Minimise memory requirements when importing many images

조회 수: 3 (최근 30일)
Steve Francis
Steve Francis 2022년 7월 18일
편집: Catalytic 2022년 7월 19일
I am using imread to read in 430 monochrome (16-bit) images of resolution 1024x1280. I apply a common mask to each image, which is a 1024x1280 logical array. I also dispose of any pixels with values outside the range 50-60000.
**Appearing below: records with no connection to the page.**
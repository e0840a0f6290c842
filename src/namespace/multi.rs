use std::path::PathBuf;
use std::sync::{Arc, Mutex};
use std::time::{Duration, Instant};

use anyhow::anyhow;
use tokio::sync::RwLock;
use tracing::{debug, info, warn};

use crate::carrier::registry::CarrierRegistry;
use crate::contact::Contact;
use crate::namespace::bridge::ForeignBridgeNameSpace;
use crate::namespace::config::{NameSpaceConfig, NameSpaceEntry, NameSpaceMode};
use crate::namespace::local::LocalNameSpace;
use crate::namespace::yarp::YarpNameSpace;
use crate::namespace::{NameSpace, NameSpaceFlags};


const MISSING_CONFIG_WARNING_INTERVAL: Duration = Duration::from_secs(3);

struct Backends {
    spaces: Vec<Arc<dyn NameSpace>>,
    flags: NameSpaceFlags,
    /// no configuration was found, ports run anonymous
    unconfigured: bool,
}

impl Backends {
    fn new(spaces: Vec<Arc<dyn NameSpace>>, unconfigured: bool) -> Backends {
        let flags = NameSpaceFlags::combine(spaces.iter().map(|s| s.flags()));
        Backends { spaces, flags, unconfigured }
    }
}

/// The name space a [crate::context::NetworkContext] works with: an ordered list of backends.
///  Registrations go to all backends, queries return the first backend's answer that has an
///  address.
///
/// Backends are created lazily from the configuration file on first use. Without a
///  configuration, names are not registered anywhere and ports are reachable only by address.
pub struct MultiNameSpace {
    config_path: Option<PathBuf>,
    carriers: Arc<CarrierRegistry>,
    backends: RwLock<Option<Arc<Backends>>>,
    last_missing_config_warning: Mutex<Option<Instant>>,
}

impl MultiNameSpace {
    pub fn new(config_path: Option<PathBuf>, carriers: Arc<CarrierRegistry>) -> MultiNameSpace {
        MultiNameSpace {
            config_path,
            carriers,
            backends: RwLock::new(None),
            last_missing_config_warning: Mutex::new(None),
        }
    }

    /// a name space with the given backends, bypassing configuration
    pub fn with_backends(spaces: Vec<Arc<dyn NameSpace>>, carriers: Arc<CarrierRegistry>) -> MultiNameSpace {
        MultiNameSpace {
            config_path: None,
            carriers,
            backends: RwLock::new(Some(Arc::new(Backends::new(spaces, false)))),
            last_missing_config_warning: Mutex::new(None),
        }
    }

    /// appends a backend, activating the configured ones first if that did not happen yet
    pub async fn add_backend(&self, space: Arc<dyn NameSpace>) {
        let current = self.active().await;
        let mut spaces = current.spaces.clone();
        spaces.push(space);
        *self.backends.write().await = Some(Arc::new(Backends::new(spaces, false)));
    }

    /// Drops all backends. They are recreated from the configuration on next use.
    pub async fn deactivate(&self) {
        *self.backends.write().await = None;
    }

    pub async fn flags(&self) -> NameSpaceFlags {
        self.active().await.flags
    }

    /// the carriers that name server backends connect with
    pub fn carriers(&self) -> &Arc<CarrierRegistry> {
        &self.carriers
    }

    pub async fn num_backends(&self) -> usize {
        self.active().await.spaces.len()
    }

    async fn active(&self) -> Arc<Backends> {
        if let Some(backends) = self.backends.read().await.as_ref() {
            return backends.clone();
        }

        let mut guard = self.backends.write().await;
        if let Some(backends) = guard.as_ref() {
            return backends.clone();
        }
        let backends = Arc::new(self.activate());
        *guard = Some(backends.clone());
        backends
    }

    fn activate(&self) -> Backends {
        let path = match &self.config_path {
            Some(path) => path,
            None => return Backends::new(Vec::new(), true),
        };
        let config = match NameSpaceConfig::load(path) {
            Ok(config) => config,
            Err(e) => {
                warn!("no usable name space configuration: {:#}", e);
                return Backends::new(Vec::new(), true);
            }
        };

        let mut spaces = Vec::new();
        for entry in &config.namespace {
            match self.create_backend(entry) {
                Ok(space) => spaces.push(space),
                Err(e) => warn!("skipping name space {:?}: {}", entry.mode, e),
            }
        }
        info!("activated {} name space backend(s) from {:?}", spaces.len(), path);
        Backends::new(spaces, false)
    }

    fn create_backend(&self, entry: &NameSpaceEntry) -> anyhow::Result<Arc<dyn NameSpace>> {
        let address = || -> anyhow::Result<Contact> {
            let address = entry.address.as_deref()
                .ok_or_else(|| anyhow!("no address configured"))?;
            Contact::parse(address)
        };

        Ok(match entry.mode {
            NameSpaceMode::YarpRegistry => Arc::new(YarpNameSpace::new(address()?, self.carriers.clone())),
            NameSpaceMode::ForeignBridge => Arc::new(ForeignBridgeNameSpace::new(address()?, self.carriers.clone())),
            NameSpaceMode::Local => Arc::new(LocalNameSpace::new()),
        })
    }

    fn warn_unconfigured(&self, operation: &str, name: &str) {
        let now = Instant::now();
        let should_warn = match self.last_missing_config_warning.lock() {
            Ok(mut last) => {
                let due = last.map_or(true, |t| now.duration_since(t) >= MISSING_CONFIG_WARNING_INTERVAL);
                if due {
                    *last = Some(now);
                }
                due
            }
            Err(_) => false,
        };
        if should_warn {
            warn!("no name space is configured, cannot {} {}", operation, name);
        }
        else {
            debug!("no name space is configured, cannot {} {}", operation, name);
        }
    }

    pub async fn query_name(&self, name: &str) -> anyhow::Result<Option<Contact>> {
        let backends = self.active().await;
        if backends.unconfigured {
            self.warn_unconfigured("look up", name);
        }

        let mut num_failed = 0;
        let mut last_error = None;
        for space in &backends.spaces {
            match space.query_name(name).await {
                Ok(Some(contact)) if contact.is_valid() => return Ok(Some(contact)),
                Ok(_) => {}
                Err(e) => {
                    debug!("name space lookup of {} failed: {}", name, e);
                    num_failed += 1;
                    last_error = Some(e);
                }
            }
        }

        match last_error {
            Some(e) if num_failed == backends.spaces.len() => Err(e),
            _ => Ok(None),
        }
    }

    /// Registers a bare name with all backends, returning the first valid contact any backend
    ///  assigned (e.g. an allocated port number).
    pub async fn register_name(&self, name: &str) -> anyhow::Result<Contact> {
        let backends = self.active().await;
        if backends.unconfigured {
            self.warn_unconfigured("register", name);
            return Ok(Contact::by_name(name));
        }

        let results = Self::broadcast(&backends, |space| {
            let name = name.to_string();
            async move { space.register_name(&name).await }
        }).await?;
        Ok(Self::first_valid(results).unwrap_or_else(|| Contact::by_name(name)))
    }

    pub async fn register_contact(&self, contact: &Contact) -> anyhow::Result<Contact> {
        let backends = self.active().await;
        if backends.unconfigured {
            self.warn_unconfigured("register", contact.name());
            return Ok(contact.clone());
        }

        let results = Self::broadcast(&backends, |space| {
            let contact = contact.clone();
            async move { space.register_contact(&contact).await }
        }).await?;
        Ok(Self::first_valid(results).unwrap_or_else(|| contact.clone()))
    }

    pub async fn unregister_name(&self, name: &str) -> anyhow::Result<()> {
        let backends = self.active().await;
        Self::broadcast(&backends, |space| {
            let name = name.to_string();
            async move { space.unregister_name(&name).await }
        }).await?;
        Ok(())
    }

    pub async fn unregister_contact(&self, contact: &Contact) -> anyhow::Result<()> {
        let backends = self.active().await;
        Self::broadcast(&backends, |space| {
            let contact = contact.clone();
            async move { space.unregister_contact(&contact).await }
        }).await?;
        Ok(())
    }

    /// Runs an operation on all backends, in order. Fails only if all backends failed.
    async fn broadcast<T, F, Fut>(backends: &Backends, f: F) -> anyhow::Result<Vec<T>>
    where
        F: Fn(Arc<dyn NameSpace>) -> Fut,
        Fut: std::future::Future<Output = anyhow::Result<T>>,
    {
        let mut results = Vec::new();
        let mut last_error = None;
        for space in &backends.spaces {
            match f(space.clone()).await {
                Ok(result) => results.push(result),
                Err(e) => {
                    warn!("name space operation failed: {}", e);
                    last_error = Some(e);
                }
            }
        }

        match last_error {
            Some(e) if results.is_empty() => Err(e),
            _ => Ok(results),
        }
    }

    fn first_valid(results: Vec<Contact>) -> Option<Contact> {
        results.into_iter().find(|c| c.is_valid())
    }
}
I'm storing the processed images as layers of a 3-d array:
cube1 = zeros(1024,1280,430);
for k=1:430
image = double(imread (myImageFiles(k).name)));
image(~mask) = NaN;
image(image<50 | image>60000) = NaN; % replace 'bad' pixels outside limits with NaN
cube1(:,:,k) = image;
end
The image is cast as a double because I want to replace certain pixels with NaNs. If i just read in as uint16 then these pixels are stored as zeros. I also want to create a second cube in the same way and divide the elements in cube1 by the corresponding elements in cube2.
newCube = cube1./cube2;
However, I am coming up against 'out of memory' issues (system has 8GB RAM). I can reduce memory by not casting as a double but lose the NaN feature. Please could someone advise on a way to tackle this? I've tried saving as a .mat file, but each cube array is over 4GB (before any compression).
  댓글 수: 2
Adam Danz
Adam Danz 2022년 7월 18일
편집: Adam Danz 2022년 7월 18일
Some ideas
  1. Use single instead of double.
  2. Since you're doing element-wise division, do you need to load all 430 images into the same array? Can you load image 1 from cube1 and then load image 1 from cube2, and then store the result of division, then get rid of the two image data sets and repeat for the next pair of images?
Steve Francis
Steve Francis 2022년 7월 18일
Thanks, Adam. I will give this a try.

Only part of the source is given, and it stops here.